El fallido intento de golpe en Turquía despertó unos sentimientos hacia Recep Tayyip Erdogan que apenas conocíamos entre las comunidades musulmanas suníes del Líbano y Siria. De repente, Turquía se convirtió en “la roca suní donde se apoyan, y cuyo posible colapso les aterra”, como me escribió un amigo al observar las manifestaciones que se desencadenaron en las ciudades suníes de todo el Líbano, y al leer apasionados comentarios de libaneses y sirios en las redes sociales.
Habitantes suníes de la norteña ciudad libanesa de Trípoli, Bedawi y Minieh, la Bekaa y la ciudad meridional de Sidón, sobre todo de partidos islámicos, llenaron las calles con manifestaciones de júbilo que celebraban la victoria de Erdogan sobre los conspiradores golpistas. El impulso de llenar las calles se vio amplificado por las manifestaciones previas (prematuras) en las zonas controladas por Hezbolá para celebrar la desaparición de Erdogan, con disparos al aire y reparto de dulces por las calles.
Lo cierto es que el presidente turco no es ningún desconocido para ambos países y sus comunidades suníes.
En 2010, en su visita de dos días al Líbano, fue recibido con cordialidad y excitación, especialmente entre los suníes.
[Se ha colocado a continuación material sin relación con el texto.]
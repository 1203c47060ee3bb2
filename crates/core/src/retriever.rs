use crate::embeddings::{cosine_similarity, Embedder};
use crate::error::IndexError;
use crate::index::Index;
use crate::models::RetrievedUnit;
use std::cmp::Ordering;

/// Returns the `k` units most similar to the question, best first. Equal
/// scores keep corpus order. An empty index answers with nothing.
pub fn query<E>(
    index: &Index,
    embedder: &E,
    question: &str,
    k: usize,
) -> Result<Vec<RetrievedUnit>, IndexError>
where
    E: Embedder + ?Sized,
{
    if index.is_empty() || k == 0 {
        return Ok(Vec::new());
    }

    if embedder.name() != index.embedder_name() {
        return Err(IndexError::EmbedderMismatch {
            built_with: index.embedder_name().to_string(),
            queried_with: embedder.name().to_string(),
        });
    }

    let question_vector = embedder.embed(question);
    if question_vector.len() != index.dimensions() {
        return Err(IndexError::DimensionMismatch {
            expected: index.dimensions(),
            found: question_vector.len(),
        });
    }
    if question_vector.iter().any(|value| !value.is_finite()) {
        return Err(IndexError::NonFinite {
            unit: "question".to_string(),
        });
    }

    let mut scored: Vec<(usize, f32)> = index
        .entries()
        .iter()
        .enumerate()
        .map(|(position, entry)| (position, cosine_similarity(&question_vector, &entry.vector)))
        .collect();

    scored.sort_by(|left, right| match right.1.total_cmp(&left.1) {
        Ordering::Equal => left.0.cmp(&right.0),
        other => other,
    });

    Ok(scored
        .into_iter()
        .take(k)
        .map(|(position, score)| RetrievedUnit {
            unit: index.entries()[position].unit.clone(),
            score,
        })
        .collect())
}

#[cfg(test)]
mod tests {
    use super::query;
    use crate::embeddings::CharacterNgramEmbedder;
    use crate::error::IndexError;
    use crate::index::build_index;
    use crate::index::tests::{unit, TableEmbedder};

    fn five_unit_embedder() -> TableEmbedder {
        TableEmbedder::new(
            3,
            &[
                ("u0", vec![0.0, 0.0, 1.0]),
                ("u1", vec![0.6, 0.8, 0.0]),
                ("u2", vec![-1.0, 0.0, 0.0]),
                ("u3", vec![1.0, 0.1, 0.0]),
                ("u4", vec![0.0, -1.0, 0.0]),
                ("question", vec![1.0, 0.2, 0.0]),
            ],
        )
    }

    fn five_units() -> Vec<crate::models::TextUnit> {
        (0..5)
            .map(|i| unit("pdf_0", i, &format!("u{i}")))
            .collect()
    }

    #[test]
    fn results_are_ranked_by_similarity() {
        let embedder = five_unit_embedder();
        let index = build_index(five_units(), &embedder).unwrap();

        let hits = query(&index, &embedder, "question", 2).unwrap();

        let texts: Vec<&str> = hits.iter().map(|hit| hit.unit.text.as_str()).collect();
        assert_eq!(texts, vec!["u3", "u1"]);
        assert!(hits[0].score >= hits[1].score);
    }

    #[test]
    fn k_larger_than_corpus_returns_everything_ranked() {
        let embedder = five_unit_embedder();
        let index = build_index(five_units(), &embedder).unwrap();

        let hits = query(&index, &embedder, "question", 50).unwrap();

        assert_eq!(hits.len(), 5);
        assert!(hits.windows(2).all(|pair| pair[0].score >= pair[1].score));
    }

    #[test]
    fn ties_keep_corpus_order() {
        let embedder = TableEmbedder::new(
            2,
            &[
                ("first", vec![1.0, 0.0]),
                ("second", vec![1.0, 0.0]),
                ("third", vec![0.0, 1.0]),
                ("q", vec![1.0, 0.0]),
            ],
        );
        let units = vec![
            unit("pdf_0", 0, "third"),
            unit("pdf_0", 1, "first"),
            unit("pdf_1", 0, "second"),
        ];
        let index = build_index(units, &embedder).unwrap();

        let hits = query(&index, &embedder, "q", 3).unwrap();

        let labels: Vec<String> = hits.iter().map(|hit| hit.unit.label()).collect();
        assert_eq!(labels, vec!["pdf_0#1", "pdf_1#0", "pdf_0#0"]);
    }

    #[test]
    fn empty_index_returns_nothing() {
        let embedder = CharacterNgramEmbedder::default();
        let index = build_index(Vec::new(), &embedder).unwrap();

        for k in [1, 5, 100] {
            assert!(query(&index, &embedder, "anything at all", k).unwrap().is_empty());
        }
    }

    #[test]
    fn different_embedder_is_rejected() {
        let table = five_unit_embedder();
        let index = build_index(five_units(), &table).unwrap();

        let result = query(&index, &CharacterNgramEmbedder::default(), "question", 2);
        assert!(matches!(result, Err(IndexError::EmbedderMismatch { .. })));
    }
}
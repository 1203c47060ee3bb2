use chrono::{DateTime, Utc};
use serde::{Deserialize, Serialize};
use std::path::PathBuf;

/// One search-provider hit. Bibliographic fields are carried for display only.
#[derive(Debug, Clone, Default, Serialize, Deserialize, PartialEq, Eq)]
pub struct CandidateRecord {
    pub download_url: Option<String>,
    pub title: String,
    pub year: Option<u32>,
    pub authors: Vec<String>,
}

impl CandidateRecord {
    pub fn with_url(title: impl Into<String>, url: impl Into<String>) -> Self {
        Self {
            download_url: Some(url.into()),
            title: title.into(),
            ..Self::default()
        }
    }
}

/// A validated PDF materialized in the session directory.
#[derive(Debug, Clone, Serialize, Deserialize, PartialEq)]
pub struct AcquiredDocument {
    pub document_id: String,
    pub title: String,
    pub source: String,
    pub local_path: PathBuf,
    pub byte_length: u64,
    pub checksum: String,
    pub acquired_at: DateTime<Utc>,
}

/// One page, or one piece of a long page, of extracted text.
#[derive(Debug, Clone, Serialize, Deserialize, PartialEq)]
pub struct TextUnit {
    pub document_id: String,
    /// Contiguous per document, starting at 0.
    pub sequence: u32,
    pub page: u32,
    pub text: String,
}

impl TextUnit {
    pub fn label(&self) -> String {
        format!("{}#{}", self.document_id, self.sequence)
    }
}

#[derive(Debug, Clone, Serialize, Deserialize, PartialEq)]
pub struct RetrievedUnit {
    pub unit: TextUnit,
    pub score: f32,
}
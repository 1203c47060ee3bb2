const PDF_MAGIC: &[u8; 4] = b"%PDF";

/// True iff the content starts with the PDF magic number.
pub fn is_pdf(content: &[u8]) -> bool {
    content.starts_with(PDF_MAGIC)
}
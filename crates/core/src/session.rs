use crate::acquire::{load_local, AcquisitionReport, Acquirer, DocumentSet, ReqwestTransport};
use crate::answer::{AnswerClient, HttpGenerationEndpoint};
use crate::config::SessionConfig;
use crate::context::assemble;
use crate::embeddings::{CharacterNgramEmbedder, Embedder};
use crate::error::ConfigError;
use crate::extractor::{LopdfExtractor, PdfExtractor};
use crate::index::{build_index, Index};
use crate::models::{AcquiredDocument, RetrievedUnit};
use crate::retriever;
use crate::search::SemanticScholarProvider;
use crate::store::DocumentStore;
use crate::traits::{DownloadTransport, GenerationEndpoint, SearchProvider};
use std::fmt;
use tokio::runtime::{Handle, RuntimeFlavor};
use std::path::PathBuf;
use tracing::{info, warn};

#[derive(Debug, Clone, Copy, PartialEq, Eq)]
pub enum Phase {
    Empty,
    Searching,
    Acquired,
    Indexing,
    Ready,
    Answering,
}

impl Phase {
    /// Phases that only exist while a stage is running.
    pub fn is_transient(self) -> bool {
        matches!(self, Phase::Searching | Phase::Indexing | Phase::Answering)
    }
}

impl fmt::Display for Phase {
    fn fmt(&self, f: &mut fmt::Formatter<'_>) -> fmt::Result {
        let label = match self {
            Phase::Empty => "empty",
            Phase::Searching => "searching",
            Phase::Acquired => "acquired",
            Phase::Indexing => "indexing",
            Phase::Ready => "ready",
            Phase::Answering => "answering",
        };
        f.write_str(label)
    }
}

#[derive(Debug, Clone, PartialEq, Eq)]
pub enum Action {
    Search(String),
    Load(Vec<PathBuf>),
    Process,
    Ask(String),
    Reset,
    Status,
}

impl Action {
    pub fn name(&self) -> &'static str {
        match self {
            Action::Search(_) => "search",
            Action::Load(_) => "load",
            Action::Process => "process",
            Action::Ask(_) => "ask",
            Action::Reset => "reset",
            Action::Status => "status",
        }
    }
}

/// Everything the display surface is told about. One action produces a
/// sequence of these.
#[derive(Debug, Clone, PartialEq)]
pub enum DisplayEvent {
    Phase(Phase),
    Ignored { action: &'static str, phase: Phase },
    SearchFailed(String),
    CandidatesFound { total: usize, with_pdf: usize },
    AcquisitionFailures(Vec<String>),
    AcquisitionAborted(String),
    Documents(Vec<AcquiredDocument>),
    ExtractionErrors(Vec<String>),
    IndexBuilt { documents: usize, units: usize },
    IndexFailed(String),
    Retrieved(Vec<RetrievedUnit>),
    Answer(String),
    AnswerFailed(String),
    Context(String),
    Reset { discarded_documents: usize },
}

pub trait DisplaySurface {
    fn render(&mut self, event: DisplayEvent);
}

impl DisplaySurface for Vec<DisplayEvent> {
    fn render(&mut self, event: DisplayEvent) {
        self.push(event);
    }
}

/// One user's session. Owned by the caller and threaded through
/// [`SessionController::handle`].
#[derive(Debug)]
pub struct SessionState {
    phase: Phase,
    documents: DocumentSet,
    index: Option<Index>,
    last_question: Option<String>,
    last_answer: Option<String>,
}

impl Default for SessionState {
    fn default() -> Self {
        Self::new()
    }
}

impl SessionState {
    pub fn new() -> Self {
        Self {
            phase: Phase::Empty,
            documents: DocumentSet::new(),
            index: None,
            last_question: None,
            last_answer: None,
        }
    }

    pub fn phase(&self) -> Phase {
        self.phase
    }

    pub fn documents(&self) -> &[AcquiredDocument] {
        self.documents.documents()
    }

    pub fn document_set(&self) -> &DocumentSet {
        &self.documents
    }

    pub fn index(&self) -> Option<&Index> {
        self.index.as_ref()
    }

    pub fn last_question(&self) -> Option<&str> {
        self.last_question.as_deref()
    }

    pub fn last_answer(&self) -> Option<&str> {
        self.last_answer.as_deref()
    }

    /// Whether `action` does anything in the current phase. Disabled actions
    /// are dropped, never queued.
    pub fn accepts(&self, action: &Action) -> bool {
        match action {
            Action::Reset | Action::Status => true,
            Action::Search(query) => self.phase == Phase::Empty && !query.trim().is_empty(),
            Action::Load(paths) => self.phase == Phase::Empty && !paths.is_empty(),
            Action::Process => self.phase == Phase::Acquired && !self.documents.is_empty(),
            Action::Ask(question) => {
                self.phase == Phase::Ready && self.index.is_some() && !question.trim().is_empty()
            }
        }
    }
}

pub type HttpSessionController =
    SessionController<SemanticScholarProvider, ReqwestTransport, HttpGenerationEndpoint>;

/// Drives a [`SessionState`] through search, acquisition, indexing and
/// answering. Holds only configuration and collaborators, never session data.
pub struct SessionController<S, T, G, X = LopdfExtractor, E = CharacterNgramEmbedder> {
    config: SessionConfig,
    search: S,
    acquirer: Acquirer<T>,
    store: DocumentStore<X>,
    embedder: E,
    answers: AnswerClient<G>,
}

impl HttpSessionController {
    pub fn connect(config: SessionConfig) -> Result<Self, ConfigError> {
        config.validate()?;

        let search = SemanticScholarProvider::new(
            config.search_endpoint.clone(),
            config.search_limit,
            config.download_timeout,
        )
        .map_err(|error| ConfigError::Client(error.to_string()))?;
        let transport = ReqwestTransport::new(config.download_timeout)
            .map_err(|error| ConfigError::Client(error.to_string()))?;
        let endpoint = HttpGenerationEndpoint::new(
            config.answer_endpoint.clone(),
            config.answer_api_key.clone(),
            config.answer_timeout,
        )
        .map_err(|error| ConfigError::Client(error.to_string()))?;

        Ok(Self::new(config, search, transport, endpoint))
    }
}

impl<S, T, G> SessionController<S, T, G> {
    pub fn new(config: SessionConfig, search: S, transport: T, endpoint: G) -> Self {
        let store = DocumentStore::new(config.chunking);
        let acquirer = Acquirer::new(transport).with_download_root(config.download_root.clone());
        Self {
            config,
            search,
            acquirer,
            store,
            embedder: CharacterNgramEmbedder::default(),
            answers: AnswerClient::new(endpoint),
        }
    }
}

impl<S, T, G, X, E> SessionController<S, T, G, X, E> {
    pub fn with_extractor<X2: PdfExtractor>(self, extractor: X2) -> SessionController<S, T, G, X2, E> {
        SessionController {
            store: DocumentStore::with_extractor(extractor, self.config.chunking),
            config: self.config,
            search: self.search,
            acquirer: self.acquirer,
            embedder: self.embedder,
            answers: self.answers,
        }
    }

    pub fn with_embedder<E2: Embedder>(self, embedder: E2) -> SessionController<S, T, G, X, E2> {
        SessionController {
            embedder,
            config: self.config,
            search: self.search,
            acquirer: self.acquirer,
            store: self.store,
            answers: self.answers,
        }
    }

    pub fn config(&self) -> &SessionConfig {
        &self.config
    }
}

impl<S, T, G, X, E> SessionController<S, T, G, X, E>
where
    S: SearchProvider + Send + Sync,
    T: DownloadTransport + Send + Sync,
    G: GenerationEndpoint + Send + Sync,
    X: PdfExtractor,
    E: Embedder,
{
    /// Applies one action to the session and returns the resulting state.
    /// Every stage runs to completion before this returns; a failing stage
    /// leaves the state in the last stable phase before it.
    pub async fn handle(
        &self,
        state: SessionState,
        action: Action,
        surface: &mut dyn DisplaySurface,
    ) -> SessionState {
        if !state.accepts(&action) {
            info!(action = action.name(), phase = %state.phase, "action ignored");
            surface.render(DisplayEvent::Ignored {
                action: action.name(),
                phase: state.phase,
            });
            return state;
        }

        match action {
            Action::Search(query) => self.search(state, &query, surface).await,
            Action::Load(paths) => self.load(state, &paths, surface),
            Action::Process => self.process(state, surface),
            Action::Ask(question) => self.ask(state, &question, surface).await,
            Action::Reset => reset(state, surface),
            Action::Status => {
                surface.render(DisplayEvent::Phase(state.phase));
                surface.render(DisplayEvent::Documents(state.documents().to_vec()));
                state
            }
        }
    }

    async fn search(
        &self,
        mut state: SessionState,
        query: &str,
        surface: &mut dyn DisplaySurface,
    ) -> SessionState {
        enter(&mut state, Phase::Searching, surface);
        info!(query, provider = self.search.name(), "searching");

        let candidates = match self.search.search(query).await {
            Ok(candidates) => candidates,
            Err(error) => {
                warn!(error = %error, "search failed");
                surface.render(DisplayEvent::SearchFailed(error.to_string()));
                Vec::new()
            }
        };
        surface.render(DisplayEvent::CandidatesFound {
            total: candidates.len(),
            with_pdf: candidates
                .iter()
                .filter(|candidate| candidate.download_url.is_some())
                .count(),
        });

        let report = self
            .acquirer
            .acquire(&candidates, self.config.target_documents, &mut state.documents)
            .await;
        finish_acquisition(state, report, surface)
    }

    fn load(
        &self,
        mut state: SessionState,
        paths: &[PathBuf],
        surface: &mut dyn DisplaySurface,
    ) -> SessionState {
        enter(&mut state, Phase::Searching, surface);
        let report = load_local(paths, self.config.download_root.as_deref(), &mut state.documents);
        finish_acquisition(state, report, surface)
    }

    fn process(&self, mut state: SessionState, surface: &mut dyn DisplaySurface) -> SessionState {
        enter(&mut state, Phase::Indexing, surface);

        let extraction = run_blocking(|| self.store.extract_all(state.documents.documents()));
        if !extraction.failures.is_empty() {
            surface.render(DisplayEvent::ExtractionErrors(
                extraction
                    .failures
                    .iter()
                    .map(|failure| format!("{}: {}", failure.document_id, failure.error))
                    .collect(),
            ));
        }

        match run_blocking(|| build_index(extraction.units, &self.embedder)) {
            Ok(index) => {
                surface.render(DisplayEvent::IndexBuilt {
                    documents: state.documents.len() - extraction.failures.len(),
                    units: index.len(),
                });
                state.index = Some(index);
                state.documents.release_files();
                enter(&mut state, Phase::Ready, surface);
            }
            Err(error) => {
                warn!(error = %error, "index build failed");
                surface.render(DisplayEvent::IndexFailed(error.to_string()));
                enter(&mut state, Phase::Acquired, surface);
            }
        }

        state
    }

    async fn ask(
        &self,
        mut state: SessionState,
        question: &str,
        surface: &mut dyn DisplaySurface,
    ) -> SessionState {
        enter(&mut state, Phase::Answering, surface);
        state.last_question = Some(question.to_string());
        state.last_answer = None;

        let retrieved = match &state.index {
            Some(index) => retriever::query(index, &self.embedder, question, self.config.top_k),
            None => Ok(Vec::new()),
        };

        match retrieved {
            Ok(retrieved) => {
                let context = assemble(&retrieved);
                surface.render(DisplayEvent::Retrieved(retrieved));

                match self.answers.ask(question, &context).await {
                    Ok(answer) => {
                        state.last_answer = Some(answer.clone());
                        surface.render(DisplayEvent::Answer(answer));
                    }
                    Err(error) => {
                        warn!(error = %error, "answer generation failed");
                        surface.render(DisplayEvent::AnswerFailed(error.to_string()));
                    }
                }
                surface.render(DisplayEvent::Context(context));
            }
            Err(error) => {
                warn!(error = %error, "retrieval failed");
                surface.render(DisplayEvent::AnswerFailed(error.to_string()));
            }
        }

        enter(&mut state, Phase::Ready, surface);
        state
    }
}

/// Moves CPU-bound work off the async worker when the runtime allows it.
fn run_blocking<R>(work: impl FnOnce() -> R) -> R {
    match Handle::try_current() {
        Ok(handle) if handle.runtime_flavor() == RuntimeFlavor::MultiThread => {
            tokio::task::block_in_place(work)
        }
        _ => work(),
    }
}

fn enter(state: &mut SessionState, phase: Phase, surface: &mut dyn DisplaySurface) {
    state.phase = phase;
    surface.render(DisplayEvent::Phase(phase));
}

fn finish_acquisition(
    mut state: SessionState,
    report: AcquisitionReport,
    surface: &mut dyn DisplaySurface,
) -> SessionState {
    if !report.failures.is_empty() {
        surface.render(DisplayEvent::AcquisitionFailures(
            report.failures.iter().map(ToString::to_string).collect(),
        ));
    }
    if let Some(error) = &report.aborted {
        surface.render(DisplayEvent::AcquisitionAborted(error.to_string()));
    }

    info!(
        accepted = report.accepted.len(),
        attempted = report.attempted,
        failed = report.failures.len(),
        duplicates = report.duplicates,
        without_url = report.without_url,
        "acquisition finished"
    );

    surface.render(DisplayEvent::Documents(state.documents().to_vec()));
    enter(&mut state, Phase::Acquired, surface);
    state
}

/// Drops documents, files and index unconditionally.
fn reset(state: SessionState, surface: &mut dyn DisplaySurface) -> SessionState {
    let discarded_documents = state.documents.len();
    drop(state);

    info!(discarded_documents, "session reset");
    surface.render(DisplayEvent::Reset {
        discarded_documents,
    });

    let mut fresh = SessionState::new();
    enter(&mut fresh, Phase::Empty, surface);
    fresh
}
Sus paradas incluyeron una en la localidad septentrional de Al Kawashra, a unas tres horas en coche de Beirut, la capital, donde miles de turcomanos suníes le dieron igualmente la bienvenida; se trata libaneses de etnia turca que viven en zonas del Líbano, Siria, Irak e Irán desde el siglo XI.
La visita generó más entusiasmo suní al coincidir con una fuerte tensión entre el Líbano y Siria, así como entre los suníes y los chiíes libaneses, ya que se estaba a la espera de la sentencia del Tribunal Especial para el Líbano (TEL) sobre el asesinato del primer ministro Rafik al Hariri, muerto por la tremenda explosión de un coche bomba el 14 de febrero de 2005. Entonces corrieron rumores –que resultaron ser ciertos– de que se inculparía a una serie de miembros de Hezbolá, la milicia libanesa respaldada por Irán.
Antes y después de esa única visita al Líbano, Erdogan era un invitado frecuente en Damasco. Entre 2004 y 2011 visitó Siria diez veces, que fueron el origen y la traducción de un realineamiento estratégico en las relaciones entre ambos países.
A pesar de la condición alauita del régimen de los Asad, Erdogan ejercía una formidable atracción entre los sirios suníes, con cuya comunidad burguesa y empresarial los Asad habían forjado un matrimonio de conveniencia que mantuvo activa a Siria hasta la revolución de marzo de 2011.
Sin embargo, en los cinco años siguientes, Erdogan se ha ido convirtiendo cada vez más en un héroe para los suníes partidarios de la revolución siria. Turquía es, con alrededor de tres millones de sirios, el hogar de la mayor diáspora siria. A principios de julio, Erdogan anunció que los refugiados sirios “cualificados” (léase ricos y capacitados) residentes en Turquía podrían obtener la nacionalidad, pese a la oposición de la inmensa mayoría de la opinión pública turca.
Por otra parte, Turquía, que comparte frontera con Siria, ha sido el principal punto de entrada de armas, combatientes y alimentos para diversas facciones revolucionarias, incluido el ISIS.
Vale la pena señalar que, aunque la euforia fuera de Levante por la supervivencia de Erdogan ha sido más visible entre los afiliados de la Hermandad Musulmana, se puede decir sin temor a errores que hay mucha más en Siria, el Líbano y el resto de la región. En esta parte del mundo islámico no hace falta militar en o ser partidario de la Hermandad para simpatizar con Erdogan. En una región donde rigen las políticas sectarias de identidad, el déficit de líderes suníes deja a los suníes pocas opciones –o ninguna– fuera del presidente de Turquía.